The 'qtl' package in R allows you to implement QTL analysis using the methods I've previously discussed. The code below is adapted from Broman's documentation "A Brief Tour of R/qtl." ( http://www.rqtl.org/tutorials/rqtltour.pdf ) My code (which follows) is an even briefer tour, relating specifically to the general topics in QTL analysis that I have previously discussed in Part 1 and 2 of this 3 part series of posts. The data set is a simulated backcross data set.

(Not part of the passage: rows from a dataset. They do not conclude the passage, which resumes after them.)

//! First-person perspective camera

use glam::{EulerRot, Mat4, Quat, Vec3};

use crate::scene::BoundingFrustum;

/// Perspective camera driven by yaw/pitch.
///
/// View and projection are derived on demand from the current fields.
#[derive(Debug, Clone)]
pub struct Camera {
    pub fov: f32,
    pub near: f32,
    pub far: f32,
    pub position: Vec3,
    look_direction: Vec3,
    pub move_speed: f32,
    yaw: f32,
    pitch: f32,
    window_width: f32,
    window_height: f32,
}

/// Pitch is kept just short of straight up or down
pub const MAX_PITCH: f32 = 1.55;

impl Camera {
    pub fn new(width: u32, height: u32) -> Self {
        Self {
            fov: 1.0,
            near: 1.0,
            far: 250.0,
            position: Vec3::new(0.0, 3.0, 0.0),
            look_direction: Vec3::new(0.0, -0.3, -1.0),
            move_speed: 0.666,
            yaw: 0.0,
            pitch: 0.0,
            window_width: width as f32,
            window_height: height as f32,
        }
    }

    pub fn look_direction(&self) -> Vec3 {
        self.look_direction
    }

    pub fn set_look_direction(&mut self, direction: Vec3) {
        self.look_direction = direction.normalize();
    }

    pub fn aspect_ratio(&self) -> f32 {
        self.window_width / self.window_height
    }

    pub fn window_resized(&mut self, width: u32, height: u32) {
        self.window_width = width as f32;
        self.window_height = height as f32;
    }

    fn look_rotation(&self) -> Quat {
        Quat::from_euler(EulerRot::YXZ, self.yaw, self.pitch, 0.0)
    }

    /// Move along a camera-local direction, scaled by speed and `sprint`
    pub fn move_local(&mut self, direction: Vec3, delta_seconds: f32, sprint: f32) {
        if direction == Vec3::ZERO {
            return;
        }
        let world = self.look_rotation() * direction;
        self.position += world * self.move_speed * sprint * delta_seconds;
    }

    /// Turn by a mouse delta in pixels
    pub fn rotate(&mut self, mouse_dx: f32, mouse_dy: f32) {
        self.yaw += -mouse_dx * 0.01;
        self.pitch = (self.pitch - mouse_dy * 0.01).clamp(-MAX_PITCH, MAX_PITCH);
        self.look_direction = self.look_rotation() * -Vec3::Z;
    }

    pub fn pitch(&self) -> f32 {
        self.pitch
    }

    pub fn view_matrix(&self) -> Mat4 {
        Mat4::look_at_rh(self.position, self.position + self.look_direction, Vec3::Y)
    }

    pub fn projection_matrix(&self) -> Mat4 {
        Mat4::perspective_rh(self.fov, self.aspect_ratio(), self.near, self.far)
    }

    pub fn view_projection(&self) -> Mat4 {
        self.projection_matrix() * self.view_matrix()
    }

    pub fn frustum(&self) -> BoundingFrustum {
        BoundingFrustum::from_matrix(self.view_projection())
    }
}

impl Default for Camera {
    fn default() -> Self {
        Self::new(960, 540)
    }
}

#[cfg(test)]
mod tests {
    use super::*;
    use crate::scene::{BoundingSphere, ContainmentType};

    #[test]
    fn test_pitch_is_clamped() {
        let mut camera = Camera::default();
        camera.rotate(0.0, -10_000.0);
        assert_eq!(camera.pitch(), MAX_PITCH);
        camera.rotate(0.0, 10_000.0);
        assert_eq!(camera.pitch(), -MAX_PITCH);
    }

    #[test]
    fn test_move_uses_speed() {
        let mut camera = Camera::default();
        let start = camera.position;
        camera.move_local(-Vec3::Z, 1.0, 1.0);
        assert!((camera.position.distance(start) - camera.move_speed).abs() < 1e-5);
    }

    #[test]
    fn test_frustum_sees_ahead_not_behind() {
        let camera = Camera::default();
        let frustum = camera.frustum();
        let ahead = BoundingSphere::new(camera.position + camera.look_direction() * 20.0, 1.0);
        let behind = BoundingSphere::new(camera.position - camera.look_direction() * 20.0, 1.0);

        assert_eq!(frustum.contains_sphere(&ahead), ContainmentType::Contains);
        assert_eq!(frustum.contains_sphere(&behind), ContainmentType::Disjoint);
    }
}
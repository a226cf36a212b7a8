//! Materials: a shader set plus the layout of the resources it reads

use crate::backend::shader::load_shader_set;
use crate::backend::traits::*;
use crate::backend::types::*;

/// What a material needs to be created
#[derive(Debug, Clone)]
pub struct MaterialDescriptor {
    /// Base name of the shader assets, e.g. "shadowmap"
    pub shader_set_name: &'static str,
    pub vertex_inputs: Vec<VertexInputDescription>,
    /// Constant buffers and textures in slot order
    pub resources: Vec<ShaderResourceDescription>,
}

/// Shader set and binding slots created for one descriptor
#[derive(Debug, Clone)]
pub struct Material {
    pub name: &'static str,
    pub shader_set: ShaderSetHandle,
    pub binding_slots: ResourceBindingSlotsHandle,
    shaders: [ShaderHandle; 2],
}

impl Material {
    pub fn create(
        factory: &mut dyn ResourceFactory,
        desc: &MaterialDescriptor,
    ) -> BackendResult<Self> {
        let (shader_set, shaders) =
            load_shader_set(factory, desc.shader_set_name, desc.vertex_inputs.clone())?;
        let binding_slots = factory.create_resource_binding_slots(shader_set, &desc.resources)?;
        Ok(Self {
            name: desc.shader_set_name,
            shader_set,
            binding_slots,
            shaders,
        })
    }

    /// Bind shader set and binding slots
    pub fn apply(&self, rc: &mut dyn RenderContext) -> BackendResult<()> {
        rc.set_shader_set(self.shader_set)?;
        rc.set_resource_binding_slots(self.binding_slots)
    }

    /// Tie-break used in render order keys so draws group by material
    pub fn id(&self) -> u32 {
        self.shader_set.id()
    }

    pub fn destroy(&self, factory: &mut dyn ResourceFactory) {
        factory.destroy(self.binding_slots.into());
        factory.destroy(self.shader_set.into());
        for shader in self.shaders {
            factory.destroy(shader.into());
        }
    }
}

#[cfg(test)]
mod tests {
    use super::*;
    use crate::backend::HeadlessContext;
    use crate::BackendType;

    fn descriptor() -> MaterialDescriptor {
        MaterialDescriptor {
            shader_set_name: "test",
            vertex_inputs: vec![VertexPositionNormalTexture::layout()],
            resources: vec![
                ShaderResourceDescription::constant("WorldMatrix", ShaderConstantType::Matrix4x4),
                ShaderResourceDescription::texture("SurfaceTexture"),
            ],
        }
    }

    #[test]
    fn test_apply_enables_slots() {
        let mut ctx = HeadlessContext::new(BackendType::Vulkan, 8, 8).unwrap();
        let material = Material::create(ctx.resource_factory(), &descriptor()).unwrap();
        material.apply(&mut ctx).unwrap();

        let sampler = ctx.point_sampler();
        assert!(ctx.set_sampler_state(0, sampler).is_ok());
        assert_eq!(
            ctx.set_sampler_state(1, sampler),
            Err(BackendError::InvalidSlot {
                kind: SlotKind::Sampler,
                slot: 1,
                count: 1
            })
        );
    }

    #[test]
    fn test_destroy_releases_objects() {
        let mut ctx = HeadlessContext::new(BackendType::OpenGL, 8, 8).unwrap();
        let before = ctx.factory().live_objects();
        let material = Material::create(ctx.resource_factory(), &descriptor()).unwrap();
        assert_eq!(ctx.factory().live_objects(), before + 4);

        material.destroy(ctx.resource_factory());
        assert_eq!(ctx.factory().live_objects(), before);
    }
}
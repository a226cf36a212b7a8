//! Render error types.

use crate::backend::BackendError;
use thiserror::Error;

/// Errors surfaced by stages, render items and the engine.
#[derive(Error, Debug)]
pub enum RenderError {
    /// A backend call was rejected.
    #[error(transparent)]
    Backend(#[from] BackendError),
    /// A stage ran before its device objects were created.
    #[error("stage {stage} has no framebuffer; change_render_context was never called")]
    MissingFramebuffer { stage: String },
    /// A render item was drawn before its device objects were created.
    #[error("render item {item} has no device objects")]
    ItemNotInitialized { item: String },
    /// A render item looked up a texture nobody published.
    #[error("no shared texture named {0}")]
    MissingSharedTexture(String),
    /// A render item looked up a buffer nobody published.
    #[error("no shared buffer named {0}")]
    MissingSharedBuffer(String),
    /// Encoding a shadow map screenshot failed.
    #[error("failed to save image: {0}")]
    ImageSave(#[from] image::ImageError),
    #[error("io error: {0}")]
    Io(#[from] std::io::Error),
    /// The preferences file is not valid JSON.
    #[error("invalid preferences: {0}")]
    Preferences(#[from] serde_json::Error),
}

pub type RenderResult<T> = Result<T, RenderError>;

#[cfg(test)]
mod tests {
    use super::*;
    use crate::backend::{SlotKind, TextureFormat};

    #[test]
    fn test_error_display() {
        let err = RenderError::MissingSharedTexture("ShadowMapMid".to_string());
        assert_eq!(err.to_string(), "no shared texture named ShadowMapMid");

        let err: RenderError = BackendError::InvalidSlot {
            kind: SlotKind::Texture,
            slot: 4,
            count: 4,
        }
        .into();
        assert_eq!(err.to_string(), "Invalid slot:4. Valid range:0-3.");

        let err: RenderError = BackendError::UnsupportedDepthFormat(TextureFormat::R8Uint).into();
        assert!(err
            .to_string()
            .starts_with("R16_UInt is the only supported depth texture format."));
    }
}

The 'summary' function provides some basic descriptive data, such as the number of individuals in the crosses, the number of mapped chromosomes, the number of phenotypes, and number of mapped markers.

Ex:
   Backcross

    No. individuals:    400

    No. phenotypes:     4
    Percent phenotyped: 100 100 100 100

    No. chromosomes:    19
        Autosomes:      1 2 3 4 5 6 7 8 9 10 11 12 13 14 15 16 17 18 19

    Total markers:      91
    No. markers:        7 5 3 4 10 5 4 4 6 4 4 5 11 3 3 4 4 2 3
    Percent genotyped:  72.7
    Genotypes (%):      AA:50.1  AB:49.9

The plot function (see output below) provides 1) a genetic map with markers 2) phenotype distributions 3) missing data visualizations:


Recall, from  the end of my discussion in Part 1 and my discussion in Part 2 I stated:

For maximum likelihood estimation, the following probability density of yi can be stated as:
f(yi) = Pr(y|Zi=Hk)  ‘ the probability of phenotype ‘y’ given genotype H
= (1/ √ 2π σ)  exp[ 1/2 σ 2 (yi-Xiβ +Hkγ )2
The hypothesis H0:  γ =0 can be tested using the likelihood ratio test:
λ = -2(L0-L1)
where L0 represents the likelihood under a restricted model. This is equivalent to the general notion presented in Broman (1997) and my previous post:

LOD = Likelihood (effect occurs by QTL linkage) / Likelihood(effect occurs by chance)
The calc.genoprob, scanone, and sim.geno functions allow you to make these calculations with options for expectation maximization, Haley-Knott regression, or multiple imputation.  'summary' and 'max' functions allow you to identify the locations on the chromosomes where the LOD score is maximized and infer the potential location of a QTL.  The plot function allows you to plot this data for specified chromosomes.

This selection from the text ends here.